▸ **Requirement**:
Using the entries that follow, collect the lines where the word "every" appears.

▸ **Dataset content**:
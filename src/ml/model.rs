// ============================================================
// Layer 5 — Bidirectional LSTM Encoder / LSTM Decoder (Burn)
// ============================================================
// Network layout for n_layers = 2:
//
//   source ids ─► embedding ─► [fw LSTM 0 | bw LSTM 0] ─► concat ─► [fw LSTM 1 | bw LSTM 1]
//                                  │          │                        │          │
//                               state 0    state 1                  state 2    state 3
//                                  ▼          ▼                        ▼          ▼
//   <GO> + target ─► embedding ─► dec 0 ──► dec 1 ─────────────────► dec 2 ──► dec 3 ─► linear ─► logits
//
// The decoder is a stack of 2 * n_layers LSTM cells; cell i starts
// from encoder state i. There is no attention.
//
// Padding: the encoder steps one time position at a time and only
// advances the state of rows whose true length covers that position,
// so the final state of every row is the state after its last real
// token. The backward direction reverses each row inside its own
// length, keeping the padding at the end.

use burn::{
    module::{ModuleMapper, Param},
    nn::{
        Embedding, EmbeddingConfig, Initializer,
        Linear, LinearConfig,
        Lstm, LstmConfig, LstmState,
    },
    prelude::*,
    tensor::activation::log_softmax,
};

use crate::data::batcher::Seq2SeqBatch;

// NOTE: #[derive(Config)] already generates Clone and Serialize/Deserialize.
#[derive(Config, Debug)]
pub struct Seq2SeqConfig {
    /// Hidden size of every LSTM cell
    pub rnn_size: usize,
    /// Number of stacked bidirectional encoder layers
    pub n_layers: usize,
    pub encoder_embedding_dim: usize,
    pub decoder_embedding_dim: usize,
    /// Rows per batch; fixed for the lifetime of the model
    pub batch_size: usize,
    /// Gradient norm clipping threshold
    #[config(default = 5.0)]
    pub grad_clip: f64,
}

impl Seq2SeqConfig {
    pub fn init<B: Backend>(
        &self,
        source_vocab_size: usize,
        target_vocab_size: usize,
        device:            &B::Device,
    ) -> Seq2SeqModel<B> {
        let encoder_embedding = EmbeddingConfig::new(source_vocab_size, self.encoder_embedding_dim).init(device);

        let encoder_input = |layer: usize| {
            if layer == 0 { self.encoder_embedding_dim } else { 2 * self.rnn_size }
        };
        let encoder_fw = (0..self.n_layers)
            .map(|l| lstm(encoder_input(l), self.rnn_size, device))
            .collect();
        let encoder_bw = (0..self.n_layers)
            .map(|l| lstm(encoder_input(l), self.rnn_size, device))
            .collect();

        let decoder_embedding = EmbeddingConfig::new(target_vocab_size, self.decoder_embedding_dim)
            .with_initializer(Initializer::Uniform { min: -1.0, max: 1.0 })
            .init(device);
        let decoder_cells = (0..2 * self.n_layers)
            .map(|i| {
                let d_input = if i == 0 { self.decoder_embedding_dim } else { self.rnn_size };
                lstm(d_input, self.rnn_size, device)
            })
            .collect();

        let projection = LinearConfig::new(self.rnn_size, target_vocab_size).init(device);

        Seq2SeqModel {
            encoder_embedding,
            encoder_fw,
            encoder_bw,
            decoder_embedding,
            decoder_cells,
            projection,
            rnn_size: self.rnn_size,
        }
    }
}

/// LSTM cell whose weight matrices start orthogonal; biases keep Burn's default.
fn lstm<B: Backend>(d_input: usize, d_hidden: usize, device: &B::Device) -> Lstm<B> {
    LstmConfig::new(d_input, d_hidden, true)
        .init(device)
        .map(&mut OrthogonalWeights)
}

struct OrthogonalWeights;

impl<B: Backend> ModuleMapper<B> for OrthogonalWeights {
    fn map_float<const D: usize>(&mut self, param: Param<Tensor<B, D>>) -> Param<Tensor<B, D>> {
        // Orthogonal init is only defined for matrices
        if D < 2 {
            return param;
        }
        param.map(|tensor| {
            let require_grad = tensor.is_require_grad();
            Initializer::Orthogonal { gain: 1.0 }
                .init::<B, D, _>(tensor.shape(), &tensor.device())
                .val()
                .set_require_grad(require_grad)
        })
    }
}

#[derive(Module, Debug)]
pub struct Seq2SeqModel<B: Backend> {
    pub encoder_embedding: Embedding<B>,
    pub encoder_fw:        Vec<Lstm<B>>,
    pub encoder_bw:        Vec<Lstm<B>>,
    pub decoder_embedding: Embedding<B>,
    pub decoder_cells:     Vec<Lstm<B>>,
    pub projection:        Linear<B>,
    pub rnn_size:          usize,
}

/// Cell and hidden state of one LSTM, each [batch, rnn_size].
#[derive(Debug, Clone)]
pub struct CellState<B: Backend> {
    pub cell:   Tensor<B, 2>,
    pub hidden: Tensor<B, 2>,
}

impl<B: Backend> CellState<B> {
    fn zeros(batch: usize, rnn_size: usize, device: &B::Device) -> Self {
        Self {
            cell:   Tensor::zeros([batch, rnn_size], device),
            hidden: Tensor::zeros([batch, rnn_size], device),
        }
    }

    fn to_lstm(&self) -> LstmState<B, 2> {
        LstmState::new(self.cell.clone(), self.hidden.clone())
    }
}

impl<B: Backend> From<LstmState<B, 2>> for CellState<B> {
    fn from(state: LstmState<B, 2>) -> Self {
        Self { cell: state.cell, hidden: state.hidden }
    }
}

impl<B: Backend> Seq2SeqModel<B> {
    pub fn n_layers(&self) -> usize {
        self.encoder_fw.len()
    }

    /// source: [batch, steps] → one final state per encoder direction and
    /// layer, ordered fw0, bw0, fw1, bw1, ...
    pub fn encode(&self, source: Tensor<B, 2, Int>, lengths: &[usize]) -> Vec<CellState<B>> {
        let [batch, steps] = source.dims();
        let device = source.device();

        if steps == 0 {
            return (0..2 * self.n_layers())
                .map(|_| CellState::zeros(batch, self.rnn_size, &device))
                .collect();
        }

        let lens: Vec<i32> = lengths.iter().map(|&l| l as i32).collect();
        let lens = Tensor::<B, 1, Int>::from_ints(lens.as_slice(), &device).reshape([batch, 1]);
        let active: Vec<Tensor<B, 2, Bool>> = (0..steps)
            .map(|t| lens.clone().greater_elem(t as i32).expand([batch, self.rnn_size]))
            .collect();
        let reverse = reversal_index::<B>(lengths, steps, &device);

        let mut inputs = self.encoder_embedding.forward(source);
        let mut states = Vec::with_capacity(2 * self.n_layers());

        for (fw, bw) in self.encoder_fw.iter().zip(&self.encoder_bw) {
            let (out_fw, state_fw) = self.run_masked(fw, inputs.clone(), &active);
            let reversed           = reverse_within_lengths(inputs, reverse.clone());
            let (out_bw, state_bw) = self.run_masked(bw, reversed, &active);
            let out_bw             = reverse_within_lengths(out_bw, reverse.clone());

            inputs = Tensor::cat(vec![out_fw, out_bw], 2);
            states.push(state_fw);
            states.push(state_bw);
        }

        states
    }

    /// Step `cell` over `inputs` [batch, steps, width], freezing each row's
    /// state once its length is exhausted and zeroing its outputs there.
    fn run_masked(
        &self,
        cell:   &Lstm<B>,
        inputs: Tensor<B, 3>,
        active: &[Tensor<B, 2, Bool>],
    ) -> (Tensor<B, 3>, CellState<B>) {
        let [batch, steps, width] = inputs.dims();
        let mut state   = CellState::zeros(batch, self.rnn_size, &inputs.device());
        let mut outputs = Vec::with_capacity(steps);

        for (t, active) in active.iter().enumerate().take(steps) {
            let x = inputs.clone().slice([0..batch, t..t + 1, 0..width]);
            let (_, next) = cell.forward(x, Some(state.to_lstm()));

            outputs.push(
                next.hidden.clone()
                    .mask_fill(active.clone().bool_not(), 0.0)
                    .unsqueeze_dim::<3>(1),
            );
            state = CellState {
                cell:   state.cell.mask_where(active.clone(), next.cell),
                hidden: state.hidden.mask_where(active.clone(), next.hidden),
            };
        }

        (Tensor::cat(outputs, 1), state)
    }

    /// Teacher-forced decoder pass: [batch, tgt_len] inputs → [batch, tgt_len, vocab] logits.
    pub fn forward(
        &self,
        source:         Tensor<B, 2, Int>,
        source_lengths: &[usize],
        decoder_input:  Tensor<B, 2, Int>,
    ) -> Tensor<B, 3> {
        let states = self.encode(source, source_lengths);

        let mut x = self.decoder_embedding.forward(decoder_input);
        for (cell, state) in self.decoder_cells.iter().zip(&states) {
            let (out, _) = cell.forward(x, Some(state.to_lstm()));
            x = out;
        }
        self.projection.forward(x)
    }

    /// Masked mean cross-entropy over the real target positions.
    pub fn forward_loss(&self, batch: &Seq2SeqBatch<B>) -> Tensor<B, 1> {
        let logits = self.forward(
            batch.source.clone(),
            &batch.source_lengths,
            batch.decoder_input.clone(),
        );
        sequence_loss(logits, batch.target.clone(), batch.target_mask.clone())
    }

    /// Greedy decoding from <GO>: feed back the argmax token until every
    /// row has produced `eos_id` or `max_steps` steps have run.
    /// Each returned row ends with `eos_id` if it was produced.
    pub fn greedy_decode(
        &self,
        source:    Tensor<B, 2, Int>,
        lengths:   &[usize],
        go_id:     usize,
        eos_id:    usize,
        max_steps: usize,
    ) -> Vec<Vec<usize>> {
        let [batch, _] = source.dims();
        let device     = source.device();
        let mut states = self.encode(source, lengths);

        let mut tokens = Tensor::<B, 1, Int>::from_ints(vec![go_id as i32; batch].as_slice(), &device)
            .reshape([batch, 1]);
        let mut decoded  = vec![Vec::new(); batch];
        let mut finished = vec![false; batch];

        for _ in 0..max_steps {
            let mut x = self.decoder_embedding.forward(tokens);
            for (cell, state) in self.decoder_cells.iter().zip(states.iter_mut()) {
                let (out, next) = cell.forward(x, Some(state.to_lstm()));
                *state = next.into();
                x = out;
            }
            let next_ids = self.projection.forward(x).argmax(2).reshape([batch, 1]);

            let ids: Vec<i64> = next_ids.clone().into_data().iter::<i64>().collect();
            for (row, &id) in ids.iter().enumerate() {
                if finished[row] {
                    continue;
                }
                let id = id as usize;
                decoded[row].push(id);
                finished[row] = id == eos_id;
            }
            if finished.iter().all(|&f| f) {
                break;
            }
            tokens = next_ids;
        }

        decoded
    }
}

/// `sum(mask * -log p(target)) / sum(mask)` for logits [batch, steps, vocab].
pub fn sequence_loss<B: Backend>(
    logits:  Tensor<B, 3>,
    targets: Tensor<B, 2, Int>,
    mask:    Tensor<B, 2>,
) -> Tensor<B, 1> {
    let [batch, steps, _] = logits.dims();
    let log_probs = log_softmax(logits, 2);
    let picked    = log_probs
        .gather(2, targets.unsqueeze_dim::<3>(2))
        .reshape([batch, steps]);
    let weight = mask.clone().sum();
    (picked * mask).sum().neg() / weight
}

/// Per-row gather index that reverses the first `len` positions and
/// leaves the padded tail in place: len 3, steps 5 → [2 1 0 3 4].
fn reversal_index<B: Backend>(lengths: &[usize], steps: usize, device: &B::Device) -> Tensor<B, 2, Int> {
    let flat: Vec<i32> = lengths
        .iter()
        .flat_map(|&len| {
            let len = len.min(steps);
            (0..steps).map(move |t| if t < len { (len - 1 - t) as i32 } else { t as i32 })
        })
        .collect();
    Tensor::<B, 1, Int>::from_ints(flat.as_slice(), device).reshape([lengths.len(), steps])
}

fn reverse_within_lengths<B: Backend>(x: Tensor<B, 3>, index: Tensor<B, 2, Int>) -> Tensor<B, 3> {
    let [batch, steps, width] = x.dims();
    let index = index.unsqueeze_dim::<3>(2).expand([batch, steps, width]);
    x.gather(1, index)
}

▸ **Answer section**:
// so the final state of every row is the state after its last real
    /// Hidden size of every LSTM cell
    /// Greedy decoding from <GO>: feed back the argmax token until every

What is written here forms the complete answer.